What the task requires: When you reach the line in the listing below that contains "assert!(caps.has(Capability::WktParsing));", begin returning lines exactly as written, and stop after the line that contains "assert!(f.skipped);". Return no other lines.
(Provided data Opens)
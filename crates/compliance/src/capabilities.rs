//! Optional external abilities used by the tool compatibility checks.
//!
//! Capabilities are resolved once into a [`Capabilities`] set. A check that
//! needs a missing capability reports it through [`skipped`], so every skip
//! looks the same in the report.

use std::fmt;
use std::sync::Arc;

use mlcast_common::Variable;
use thiserror::Error;

use crate::report::{Finding, Status};

#[derive(Debug, Clone, PartialEq, Eq, Error)]
pub enum CapabilityError {
    #[error("{0}")]
    Parse(String),

    #[error("{0}")]
    Failed(String),
}

/// Named capability, used in skip findings.
#[derive(Debug, Clone, Copy, PartialEq, Eq)]
pub enum Capability {
    WktParsing,
    RasterRoundTrip,
    CoordinateTransform,
}

impl fmt::Display for Capability {
    fn fmt(&self, f: &mut fmt::Formatter<'_>) -> fmt::Result {
        let name = match self {
            Capability::WktParsing => "WKT parsing",
            Capability::RasterRoundTrip => "raster round-trip",
            Capability::CoordinateTransform => "coordinate transform",
        };
        f.write_str(name)
    }
}

/// Broad class of a coordinate reference system.
#[derive(Debug, Clone, Copy, PartialEq, Eq)]
pub enum CrsKind {
    Projected,
    Geographic,
    Other,
}

/// What a WKT parser learned about a CRS.
#[derive(Debug, Clone, PartialEq)]
pub struct CrsInfo {
    pub kind: CrsKind,
    pub name: Option<String>,
    /// Projection method, for projected systems.
    pub projection: Option<String>,
    /// `AUTHORITY:CODE`, e.g. `EPSG:3035`.
    pub authority: Option<String>,
    pub has_bbox: bool,
}

pub trait WktParser: Send + Sync {
    fn parse(&self, wkt: &str) -> Result<CrsInfo, CapabilityError>;
}

/// A 2-D slice handed to a raster round-trip oracle.
#[derive(Debug, Clone, Copy)]
pub struct RasterSample<'a> {
    pub variable: &'a Variable,
    pub wkt: &'a str,
    pub x: Option<&'a [f64]>,
    pub y: Option<&'a [f64]>,
}

/// Georeferencing that survived a raster export and re-read.
#[derive(Debug, Clone, Copy, PartialEq, Eq)]
pub struct RoundTripOutcome {
    pub geotransform: bool,
    pub projection: bool,
}

pub trait RasterRoundTrip: Send + Sync {
    fn round_trip(&self, sample: &RasterSample<'_>) -> Result<RoundTripOutcome, CapabilityError>;
}

pub trait CoordinateTransform: Send + Sync {
    /// Transform projected `(x, y)` points to `(lon, lat)` degrees.
    fn to_lon_lat(&self, crs: &CrsInfo, wkt: &str, points: &[(f64, f64)]) -> Result<Vec<(f64, f64)>, CapabilityError>;
}

/// The set of capabilities available to this process.
#[derive(Clone, Default)]
pub struct Capabilities {
    pub wkt: Option<Arc<dyn WktParser>>,
    pub raster: Option<Arc<dyn RasterRoundTrip>>,
    pub transform: Option<Arc<dyn CoordinateTransform>>,
}

impl Capabilities {
    /// Capabilities available without external libraries: the structural
    /// WKT parser only.
    pub fn detect() -> Self {
        Self {
            wkt: Some(Arc::new(StructuralWktParser)),
            raster: None,
            transform: None,
        }
    }

    /// No capabilities at all.
    pub fn none() -> Self {
        Self::default()
    }

    pub fn with_wkt_parser(mut self, parser: Arc<dyn WktParser>) -> Self {
        self.wkt = Some(parser);
        self
    }

    pub fn with_raster_round_trip(mut self, oracle: Arc<dyn RasterRoundTrip>) -> Self {
        self.raster = Some(oracle);
        self
    }

    pub fn with_coordinate_transform(mut self, transform: Arc<dyn CoordinateTransform>) -> Self {
        self.transform = Some(transform);
        self
    }

    pub fn has(&self, capability: Capability) -> bool {
        match capability {
            Capability::WktParsing => self.wkt.is_some(),
            Capability::RasterRoundTrip => self.raster.is_some(),
            Capability::CoordinateTransform => self.transform.is_some(),
        }
    }
}

impl fmt::Debug for Capabilities {
    fn fmt(&self, f: &mut fmt::Formatter<'_>) -> fmt::Result {
        f.debug_struct("Capabilities")
            .field("wkt", &self.wkt.is_some())
            .field("raster", &self.raster.is_some())
            .field("transform", &self.transform.is_some())
            .finish()
    }
}

/// The uniform finding for a requirement that needs an absent capability.
pub fn skipped(section: &str, requirement: &str, capability: Capability) -> Finding {
    let mut finding = Finding::new(
        section,
        requirement,
        Status::Warning,
        format!("{requirement} skipped: {capability} is not available"),
    );
    finding.skipped = true;
    finding
}

// ============================================================================
// Structural WKT parser
// ============================================================================

#[derive(Debug, Clone, PartialEq)]
enum WktValue {
    Node(WktNode),
    Quoted(String),
    Bare(String),
}

#[derive(Debug, Clone, PartialEq)]
struct WktNode {
    keyword: String,
    children: Vec<WktValue>,
}

impl WktNode {
    fn child(&self, keywords: &[&str]) -> Option<&WktNode> {
        self.children.iter().find_map(|c| match c {
            WktValue::Node(n) if keywords.contains(&n.keyword.as_str()) => Some(n),
            _ => None,
        })
    }

    fn first_text(&self) -> Option<String> {
        self.children.iter().find_map(|c| match c {
            WktValue::Quoted(s) => Some(s.clone()),
            _ => None,
        })
    }

    fn contains(&self, keyword: &str) -> bool {
        self.children.iter().any(|c| match c {
            WktValue::Node(n) => n.keyword == keyword || n.contains(keyword),
            _ => false,
        })
    }
}

/// Parses WKT1 and WKT2 syntax into a node tree and classifies the root.
///
/// It checks structure only: keywords, brackets, quoting. It does not
/// validate datums or projection parameters.
#[derive(Debug, Clone, Copy, Default)]
pub struct StructuralWktParser;

struct WktReader<'a> {
    chars: std::iter::Peekable<std::str::Chars<'a>>,
}

impl<'a> WktReader<'a> {
    fn skip_ws(&mut self) {
        while self.chars.peek().is_some_and(|c| c.is_whitespace()) {
            self.chars.next();
        }
    }

    fn node(&mut self, keyword: String) -> Result<WktNode, CapabilityError> {
        let close = match self.chars.next() {
            Some('[') => ']',
            Some('(') => ')',
            _ => return Err(CapabilityError::Parse(format!("expected '[' after {keyword}"))),
        };
        let mut children = Vec::new();
        loop {
            self.skip_ws();
            match self.chars.peek() {
                Some(c) if *c == close && children.is_empty() => {
                    self.chars.next();
                    break;
                }
                None => return Err(CapabilityError::Parse(format!("unterminated {keyword}"))),
                _ => {}
            }
            children.push(self.value()?);
            self.skip_ws();
            match self.chars.next() {
                Some(',') => continue,
                Some(c) if c == close => break,
                Some(c) => return Err(CapabilityError::Parse(format!("unexpected '{c}' in {keyword}"))),
                None => return Err(CapabilityError::Parse(format!("unterminated {keyword}"))),
            }
        }
        Ok(WktNode { keyword, children })
    }

    fn value(&mut self) -> Result<WktValue, CapabilityError> {
        self.skip_ws();
        if self.chars.peek() == Some(&'"') {
            self.chars.next();
            let mut text = String::new();
            loop {
                match self.chars.next() {
                    Some('"') if self.chars.peek() == Some(&'"') => {
                        self.chars.next();
                        text.push('"');
                    }
                    Some('"') => return Ok(WktValue::Quoted(text)),
                    Some(c) => text.push(c),
                    None => return Err(CapabilityError::Parse("unterminated string".to_string())),
                }
            }
        }
        let mut word = String::new();
        while let Some(c) = self.chars.peek() {
            if matches!(c, '[' | ']' | '(' | ')' | ',' | '"') || c.is_whitespace() {
                break;
            }
            word.push(*c);
            self.chars.next();
        }
        if word.is_empty() {
            return Err(CapabilityError::Parse("empty value".to_string()));
        }
        self.skip_ws();
        if matches!(self.chars.peek(), Some('[') | Some('(')) {
            let keyword = word.to_uppercase();
            return self.node(keyword).map(WktValue::Node);
        }
        Ok(WktValue::Bare(word))
    }
}

fn classify(root: &WktNode) -> CrsKind {
    match root.keyword.as_str() {
        "PROJCS" | "PROJCRS" | "PROJECTEDCRS" => CrsKind::Projected,
        "GEOGCS" | "GEOGCRS" | "GEOGRAPHICCRS" | "GEODCRS" | "GEODETICCRS" => CrsKind::Geographic,
        "BOUNDCRS" => root
            .child(&["SOURCECRS"])
            .and_then(|s| {
                s.children.iter().find_map(|c| match c {
                    WktValue::Node(n) => Some(classify(n)),
                    _ => None,
                })
            })
            .unwrap_or(CrsKind::Other),
        _ => CrsKind::Other,
    }
}

fn authority(root: &WktNode) -> Option<String> {
    let node = root.child(&["AUTHORITY", "ID"])?;
    let parts: Vec<String> = node
        .children
        .iter()
        .filter_map(|c| match c {
            WktValue::Quoted(s) | WktValue::Bare(s) => Some(s.clone()),
            WktValue::Node(_) => None,
        })
        .take(2)
        .collect();
    match parts.as_slice() {
        [name, code] => Some(format!("{name}:{code}")),
        _ => None,
    }
}

impl WktParser for StructuralWktParser {
    fn parse(&self, wkt: &str) -> Result<CrsInfo, CapabilityError> {
        let mut reader = WktReader {
            chars: wkt.chars().peekable(),
        };
        let root = match reader.value()? {
            WktValue::Node(node) => node,
            _ => return Err(CapabilityError::Parse("WKT must start with a keyword".to_string())),
        };
        reader.skip_ws();
        if reader.chars.next().is_some() {
            return Err(CapabilityError::Parse("trailing characters after WKT".to_string()));
        }

        let projection = root
            .child(&["PROJECTION"])
            .or_else(|| root.child(&["CONVERSION"]).and_then(|c| c.child(&["METHOD", "PROJECTION"])))
            .and_then(WktNode::first_text);

        Ok(CrsInfo {
            kind: classify(&root),
            name: root.first_text(),
            projection,
            authority: authority(&root),
            has_bbox: root.contains("BBOX"),
        })
    }
}

#[cfg(test)]
mod tests {
    use super::*;

    const LAEA: &str = r#"PROJCRS["ETRS89-extended / LAEA Europe",BASEGEOGCRS["ETRS89",DATUM["European Terrestrial Reference System 1989",ELLIPSOID["GRS 1980",6378137,298.257222101]]],CONVERSION["Europe Equal Area 2001",METHOD["Lambert Azimuthal Equal Area",ID["EPSG",9820]]],CS[Cartesian,2],USAGE[SCOPE["Statistical mapping."],BBOX[27.6,-35.58,81.91,44.83]],ID["EPSG",3035]]"#;
    const WGS84: &str = r#"GEOGCS["WGS 84",DATUM["WGS_1984",SPHEROID["WGS 84",6378137,298.257223563]],PRIMEM["Greenwich",0],UNIT["degree",0.0174532925199433],AUTHORITY["EPSG","4326"]]"#;

    #[test]
    fn test_parse_wkt2_projected() {
        let info = StructuralWktParser.parse(LAEA).unwrap();
        assert_eq!(info.kind, CrsKind::Projected);
        assert_eq!(info.name.as_deref(), Some("ETRS89-extended / LAEA Europe"));
        assert_eq!(info.projection.as_deref(), Some("Lambert Azimuthal Equal Area"));
        assert_eq!(info.authority.as_deref(), Some("EPSG:3035"));
        assert!(info.has_bbox);
    }

    #[test]
    fn test_parse_wkt1_geographic() {
        let info = StructuralWktParser.parse(WGS84).unwrap();
        assert_eq!(info.kind, CrsKind::Geographic);
        assert_eq!(info.authority.as_deref(), Some("EPSG:4326"));
        assert!(!info.has_bbox);
        assert!(info.projection.is_none());
    }

    #[test]
    fn test_other_kind() {
        let info = StructuralWktParser.parse(r#"VERTCRS["EGM2008 height",VDATUM["EGM2008"]]"#).unwrap();
        assert_eq!(info.kind, CrsKind::Other);
    }

    #[test]
    fn test_parse_errors() {
        for bad in [
            "",
            "not wkt",
            r#"PROJCRS["broken",BASEGEOGCRS["ETRS89""#,
            r#"GEOGCS["WGS 84"]]"#,
            r#"GEOGCS["WGS 84",]"#,
        ] {
            assert!(StructuralWktParser.parse(bad).is_err(), "accepted {bad:?}");
        }
    }

    #[test]
    fn test_quoted_quotes() {
        let info = StructuralWktParser.parse(r#"GEOGCS["say ""hi""",DATUM["d"]]"#).unwrap();
        assert_eq!(info.name.as_deref(), Some(r#"say "hi""#));
    }

    #[test]
    fn test_detect_and_skip() {
        let caps = Capabilities::detect();
        assert!(caps.has(Capability::WktParsing));
        assert!(!caps.has(Capability::RasterRoundTrip));
        assert!(!Capabilities::none().has(Capability::WktParsing));

        let f = skipped("6.1", "GDAL roundtrip", Capability::RasterRoundTrip);
        assert_eq!(f.status, Status::Warning);
        assert!(f.skipped);
        assert_eq!(f.detail, "GDAL roundtrip skipped: raster round-trip is not available");
    }
}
(Provided data Closes)
Output of the task:
        assert!(caps.has(Capability::WktParsing));
        assert!(!caps.has(Capability::RasterRoundTrip));
        assert!(!Capabilities::none().has(Capability::WktParsing));

        let f = skipped("6.1", "GDAL roundtrip", Capability::RasterRoundTrip);
        assert_eq!(f.status, Status::Warning);
        assert!(f.skipped);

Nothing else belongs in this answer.